Pour Chantal Perrichon, présidente de la Ligue contre la violence routière, cette mesure pourrait s’avérer «inadaptée» en raison du manque de maturité des jeunes de cet âge. Néanmoins, elle souhaiterait que le code de la route "soit enseigné dans les établissements scolaires".

Label qualité

Et ce n’est pas tout. Si la commission de réforme du permis de conduire valorise l’apprentissage de la conduite dès le plus jeune âge, elle souhaite aussi mettre en place une formation de deux ans après l’obtention du "papier rose". Une "période probatoire" avant la délivrance définitive du permis. "Tous les conducteurs novices seraient assujettis au suivi d'une formation obligatoire durant la période probatoire préalable à la délivrance du permis", souligne le rapport. A l’heure actuelle, deux ou trois rendez-vous pédagogiques, dont le contenu et les modalités restent encore à définir, sont à envisager.

Une mesure jugée incohérente, selon Pierre Chasseray. "Déjà que le permis de conduire est une contrainte énorme, si en plus de ça, on met aux jeunes des espèces de formations, de post-formations, de choses qui sont extrêmement lourdes et contraignantes, on va se retrouver dans un système où finalement plus personne ne passera le permis", dit-il, regrettant que les nouvelles technologies soient totalement absentes de la formation pratique. "Il y a une carte extrêmement intéressante à jouer et on ne le fait pas. L'intégration du simulateur de conduite permettrait d'appréhender une multitude de situations en délivrant seulement cinq heures aux candidats, en complément bien sûr".

Une des dernières idées avancées par la commission serait d’améliorer la transparence des auto-écoles afin que les clients puissent plus facilement comparer les tarifs. 

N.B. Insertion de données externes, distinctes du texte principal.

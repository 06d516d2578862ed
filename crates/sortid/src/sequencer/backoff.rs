use core::time::Duration;

/// Backoff strategies for waiting on the clock.
///
/// A generator waits when the clock moved backward or when every sequence
/// value of the current millisecond is used. Each wait receives the
/// recommended delay in milliseconds.
#[derive(Debug, Clone, Copy)]
pub enum Backoff {
    /// Busy-waits in a tight loop.
    ///
    /// Offers maximum throughput at the cost of high CPU usage.
    Spin,

    /// Yields to the OS scheduler to allow other threads to run.
    ///
    /// More CPU-friendly than spinning, but may still busy-wait if no other
    /// threads are ready.
    Yield,

    /// Sleeps for the requested retry delay in milliseconds.
    ///
    /// Lowest CPU usage, but may oversleep depending on platform-specific
    /// scheduler resolution.
    Sleep,

    /// Calls the given function with the requested delay. Tests use this to
    /// advance a fake clock instead of sleeping.
    With(fn(u64)),
}

impl Backoff {
    /// Waits once according to the strategy.
    pub fn wait(&self, yield_for: u64) {
        match self {
            Self::Spin => core::hint::spin_loop(),
            Self::Yield => std::thread::yield_now(),
            Self::Sleep => std::thread::sleep(Duration::from_millis(yield_for)),
            Self::With(f) => f(yield_for),
        }
    }
}

/// How a blocking generator waits for the clock, and for how long.
///
/// By default waits are unbounded: a generator blocks until the clock
/// advances, however long a backward jump takes to recover. Setting
/// `max_retries` caps the number of waits, after which generation fails with
/// [`Error::ClockStalled`](crate::Error::ClockStalled). A bounded policy
/// trades the blocking guarantee for a latency ceiling.
#[derive(Debug, Clone, Copy)]
pub struct WaitPolicy {
    pub backoff: Backoff,
    pub max_retries: Option<u32>,
}

impl Default for WaitPolicy {
    fn default() -> Self {
        Self::unbounded(Backoff::Sleep)
    }
}

impl WaitPolicy {
    /// Waits forever using `backoff`.
    #[must_use]
    pub const fn unbounded(backoff: Backoff) -> Self {
        Self {
            backoff,
            max_retries: None,
        }
    }

    /// Gives up after `max_retries` waits.
    #[must_use]
    pub const fn bounded(backoff: Backoff, max_retries: u32) -> Self {
        Self {
            backoff,
            max_retries: Some(max_retries),
        }
    }

    pub(crate) fn exhausted(&self, retries: u32) -> bool {
        self.max_retries.is_some_and(|max| retries >= max)
    }
}
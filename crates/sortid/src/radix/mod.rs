//! Arbitrary-precision conversion between big-endian bytes and any alphabet.
//!
//! Byte strings are treated as base-256 big integers and converted with
//! digit-array long division, so payload widths beyond native integers (the
//! 160-bit KSUID payload) need no big-integer type. Leading zero bytes are
//! kept as leading zero symbols, which makes every encoding reversible:
//!
//! ```
//! use sortid::radix::{self, BASE62};
//!
//! let bytes = [0x00, 0x00, 0x01, 0x00];
//! let text = radix::encode(&bytes, &BASE62);
//! assert_eq!(text, "0048");
//! assert_eq!(radix::decode(&text, &BASE62).unwrap(), bytes);
//! ```

mod alphabet;
mod codec;

pub use alphabet::*;
pub use codec::*;
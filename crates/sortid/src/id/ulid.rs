use core::{fmt, str::FromStr};

use crate::{Error, Result, base32_len, decode_base32, encode_base32};

/// A 128-bit lexicographically sortable identifier.
///
/// ```text
///  Bit Index:  127            80 79           0
///              +----------------+-------------+
///  Field:      | timestamp (48) | random (80) |
///              +----------------+-------------+
///              |<-- MSB -- 128 bits -- LSB -->|
/// ```
///
/// The timestamp is Unix milliseconds. The canonical text form is 26 Crockford
/// Base32 symbols: 10 for the timestamp, 16 for the random part. Text order
/// equals numeric order equals byte order.
#[derive(Copy, Clone, Default, PartialEq, Eq, PartialOrd, Ord, Hash)]
#[repr(transparent)]
pub struct Ulid {
    id: u128,
}

impl Ulid {
    pub const TIMESTAMP_BITS: u128 = 48;
    pub const RANDOM_BITS: u128 = 80;

    pub const RANDOM_SHIFT: u128 = 0;
    pub const TIMESTAMP_SHIFT: u128 = Self::RANDOM_SHIFT + Self::RANDOM_BITS;

    pub const TIMESTAMP_MASK: u128 = (1 << Self::TIMESTAMP_BITS) - 1;
    pub const RANDOM_MASK: u128 = (1 << Self::RANDOM_BITS) - 1;

    /// Length of the canonical text form.
    pub const ENCODED_LEN: usize = base32_len(128);

    #[must_use]
    pub const fn from_components(timestamp: u64, random: u128) -> Self {
        let t = (timestamp as u128 & Self::TIMESTAMP_MASK) << Self::TIMESTAMP_SHIFT;
        let r = (random & Self::RANDOM_MASK) << Self::RANDOM_SHIFT;
        Self { id: t | r }
    }

    /// Builds a ULID from a timestamp and 10 big-endian entropy bytes.
    #[must_use]
    pub const fn from_parts(timestamp: u64, entropy: [u8; 10]) -> Self {
        let mut random = 0_u128;
        let mut i = 0;
        while i < entropy.len() {
            random = (random << 8) | entropy[i] as u128;
            i += 1;
        }
        Self::from_components(timestamp, random)
    }

    /// Extracts the timestamp (Unix milliseconds).
    #[must_use]
    pub const fn timestamp(&self) -> u64 {
        ((self.id >> Self::TIMESTAMP_SHIFT) & Self::TIMESTAMP_MASK) as u64
    }

    /// Extracts the random part.
    #[must_use]
    pub const fn random(&self) -> u128 {
        (self.id >> Self::RANDOM_SHIFT) & Self::RANDOM_MASK
    }

    /// The random part as 10 big-endian bytes.
    #[must_use]
    pub const fn entropy(&self) -> [u8; 10] {
        let bytes = self.id.to_be_bytes();
        let mut out = [0_u8; 10];
        let mut i = 0;
        while i < out.len() {
            out[i] = bytes[i + 6];
            i += 1;
        }
        out
    }

    #[must_use]
    pub const fn max_timestamp() -> u64 {
        Self::TIMESTAMP_MASK as u64
    }

    #[must_use]
    pub const fn max_random() -> u128 {
        Self::RANDOM_MASK
    }

    /// Converts this type into its raw type representation
    #[must_use]
    pub const fn to_raw(&self) -> u128 {
        self.id
    }

    /// Converts a raw type into this type
    #[must_use]
    pub const fn from_raw(raw: u128) -> Self {
        Self { id: raw }
    }

    /// The 16-byte big-endian binary form.
    #[must_use]
    pub const fn to_bytes(&self) -> [u8; 16] {
        self.id.to_be_bytes()
    }

    #[must_use]
    pub const fn from_bytes(bytes: [u8; 16]) -> Self {
        Self {
            id: u128::from_be_bytes(bytes),
        }
    }

    /// Returns the same timestamp with the random part incremented by one, or
    /// `None` if all 80 random bits are set.
    #[must_use]
    pub const fn increment(&self) -> Option<Self> {
        if self.random() < Self::max_random() {
            Some(Self::from_components(self.timestamp(), self.random() + 1))
        } else {
            None
        }
    }

    /// Encodes the ULID as 26 Crockford Base32 symbols.
    ///
    /// ```
    /// use sortid::Ulid;
    ///
    /// let id = Ulid::from_components(1_469_922_850_259, 1_012_768_647_078_601_740_696_923);
    /// assert_eq!(id.encode(), "01ARZ3NDEKTSV4RRFFQ69G5FAV");
    /// ```
    #[must_use]
    pub fn encode(&self) -> String {
        let mut buf = [0_u8; Self::ENCODED_LEN];
        encode_base32(&self.to_bytes(), &mut buf);
        buf.iter().map(|&b| char::from(b)).collect()
    }

    /// Decodes the 26-symbol text form. Lower case and the Crockford aliases
    /// are accepted.
    ///
    /// # Errors
    ///
    /// - [`Error::InvalidLength`] unless `s` has 26 symbols.
    /// - [`Error::InvalidSymbol`] for a byte outside the alphabet.
    /// - [`Error::Overflow`] if the first symbol is above `7`.
    pub fn decode(s: &str) -> Result<Self> {
        decode_base32(s, 128).map(Self::from_raw)
    }
}

impl fmt::Display for Ulid {
    fn fmt(&self, f: &mut fmt::Formatter<'_>) -> fmt::Result {
        f.write_str(&self.encode())
    }
}

impl fmt::Debug for Ulid {
    fn fmt(&self, f: &mut fmt::Formatter<'_>) -> fmt::Result {
        f.debug_struct("Ulid")
            .field("id", &format_args!("{self}"))
            .field("timestamp", &self.timestamp())
            .field("random", &self.random())
            .finish()
    }
}

impl FromStr for Ulid {
    type Err = Error;

    fn from_str(s: &str) -> Result<Self> {
        Self::decode(s)
    }
}

impl From<Ulid> for u128 {
    fn from(id: Ulid) -> Self {
        id.to_raw()
    }
}

impl From<u128> for Ulid {
    fn from(raw: u128) -> Self {
        Self::from_raw(raw)
    }
}

#[cfg(test)]
mod tests {
    use super::*;

    const KNOWN: &str = "01ARZ3NDEKTSV4RRFFQ69G5FAV";
    const KNOWN_TS: u64 = 1_469_922_850_259;
    const KNOWN_RANDOM: u128 = 1_012_768_647_078_601_740_696_923;

    #[test]
    fn known_vector() {
        let id = Ulid::from_components(KNOWN_TS, KNOWN_RANDOM);
        assert_eq!(id.encode(), KNOWN);
        assert_eq!(id.to_string(), KNOWN);

        let parsed: Ulid = KNOWN.parse().unwrap();
        assert_eq!(parsed, id);
        assert_eq!(parsed.timestamp(), KNOWN_TS);
        assert_eq!(parsed.random(), KNOWN_RANDOM);
    }

    #[test]
    fn timestamp_prefix_is_positional() {
        // Same timestamp, any entropy: the first 10 symbols match.
        let a = Ulid::from_components(KNOWN_TS, 0);
        let b = Ulid::from_components(KNOWN_TS, Ulid::max_random());
        assert_eq!(&a.encode()[..10], "01ARZ3NDEK");
        assert_eq!(&b.encode()[..10], "01ARZ3NDEK");
        assert_eq!(&a.encode()[10..], "0000000000000000");
        assert_eq!(&b.encode()[10..], "ZZZZZZZZZZZZZZZZ");
    }

    #[test]
    fn extremes() {
        assert_eq!(Ulid::from_raw(0).encode(), "00000000000000000000000000");
        assert_eq!(
            Ulid::from_raw(u128::MAX).encode(),
            "7ZZZZZZZZZZZZZZZZZZZZZZZZZ"
        );
        assert_eq!(
            Ulid::decode("7ZZZZZZZZZZZZZZZZZZZZZZZZZ").unwrap(),
            Ulid::from_raw(u128::MAX)
        );
    }

    #[test]
    fn parts_and_bytes_agree() {
        let entropy = [1, 2, 3, 4, 5, 6, 7, 8, 9, 10];
        let id = Ulid::from_parts(0x0102_0304_0506, entropy);
        assert_eq!(id.entropy(), entropy);
        assert_eq!(id.timestamp(), 0x0102_0304_0506);
        assert_eq!(
            id.to_bytes(),
            [1, 2, 3, 4, 5, 6, 1, 2, 3, 4, 5, 6, 7, 8, 9, 10]
        );
        assert_eq!(Ulid::from_bytes(id.to_bytes()), id);
    }

    #[test]
    fn oversized_timestamp_is_masked() {
        let id = Ulid::from_components(u64::MAX, 0);
        assert_eq!(id.timestamp(), Ulid::max_timestamp());
    }

    #[test]
    fn increment_carries_and_stops_at_max() {
        let id = Ulid::from_parts(5, [0, 0, 0, 0, 0, 0, 0, 0, 0, 0xFF]);
        let next = id.increment().unwrap();
        assert_eq!(next.entropy(), [0, 0, 0, 0, 0, 0, 0, 0, 1, 0]);
        assert_eq!(next.timestamp(), 5);

        let full = Ulid::from_components(5, Ulid::max_random());
        assert_eq!(full.increment(), None);
    }

    #[test]
    fn decode_accepts_lower_case_and_aliases() {
        let lower = KNOWN.to_ascii_lowercase();
        assert_eq!(Ulid::decode(&lower).unwrap(), Ulid::decode(KNOWN).unwrap());
        assert_eq!(
            Ulid::decode("OOOOOOOOOOOOOOOOOOOOOOOOOL").unwrap(),
            Ulid::from_raw(1)
        );
    }

    #[test]
    fn decode_rejects_bad_input() {
        assert!(matches!(
            Ulid::decode("01ARZ3NDEKTSV4RRFFQ69G5FA"),
            Err(Error::InvalidLength {
                expected: 26,
                actual: 25
            })
        ));
        assert!(matches!(
            Ulid::decode("01ARZ3NDEKTSV4RRFFQ69G5FAU"),
            Err(Error::InvalidSymbol {
                byte: b'U',
                index: 25
            })
        ));
        assert_eq!(
            Ulid::decode("80000000000000000000000000"),
            Err(Error::Overflow)
        );
    }

    #[test]
    fn text_order_matches_numeric_order() {
        let ids = [
            Ulid::from_components(1, 0),
            Ulid::from_components(1, 1),
            Ulid::from_components(1, Ulid::max_random()),
            Ulid::from_components(2, 0),
            Ulid::from_components(Ulid::max_timestamp(), 0),
        ];
        for pair in ids.windows(2) {
            assert!(pair[0] < pair[1]);
            assert!(pair[0].encode() < pair[1].encode());
        }
    }
}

Le rapport préconise également la création d’un label qualité qui permettrait aux consommateurs de connaître le taux de réussite de l’école de conduite et de faire un tri au-delà des simples tarifs. Une mesure approuvée par Olivier Gayraud. "Ce que nous demandons, c’est que les tarifs soient présentés de manière standardisée. La présentation doit être la même, de manière à ce qu’un jeune puisse comprendre facilement combien ça va lui coûter et surtout à ce qu’il puisse facilement comparer. Un affichage sur les prix qui soit accompagné par un indicateur de qualité, pour aider les gens à choisir".

Si la réforme du permis de conduire ne voit pas encore le bout du tunnel, elle est pour certains sur la bonne voie. Le Sénat a d’ailleurs adopté le 30 avril une proposition de loi ajoutant une formation aux premiers secours dans le cadre de la préparation au permis de conduire. Une mesure qui pourrait, selon les experts, sauver 300 vies sur les routes chaque année. Si le texte doit encore recevoir l'aval de l'Assemblée nationale, il est approuvé par nombre de professionnels de la route. "Cette formation est indispensable. En cas d’accident, il faut savoir protéger la victime et le lieu d’accident afin d'éviter le sur-accident. Tous les gestes de premiers secours doivent être connus de tous", conclut Chantal Périchon. Prochaine étape de cette réforme du permis: le ministère de l'Intérieur devrait soumettre un projet de loi, qui pourrait être discuté au Parlement d'ici la fin de l'année.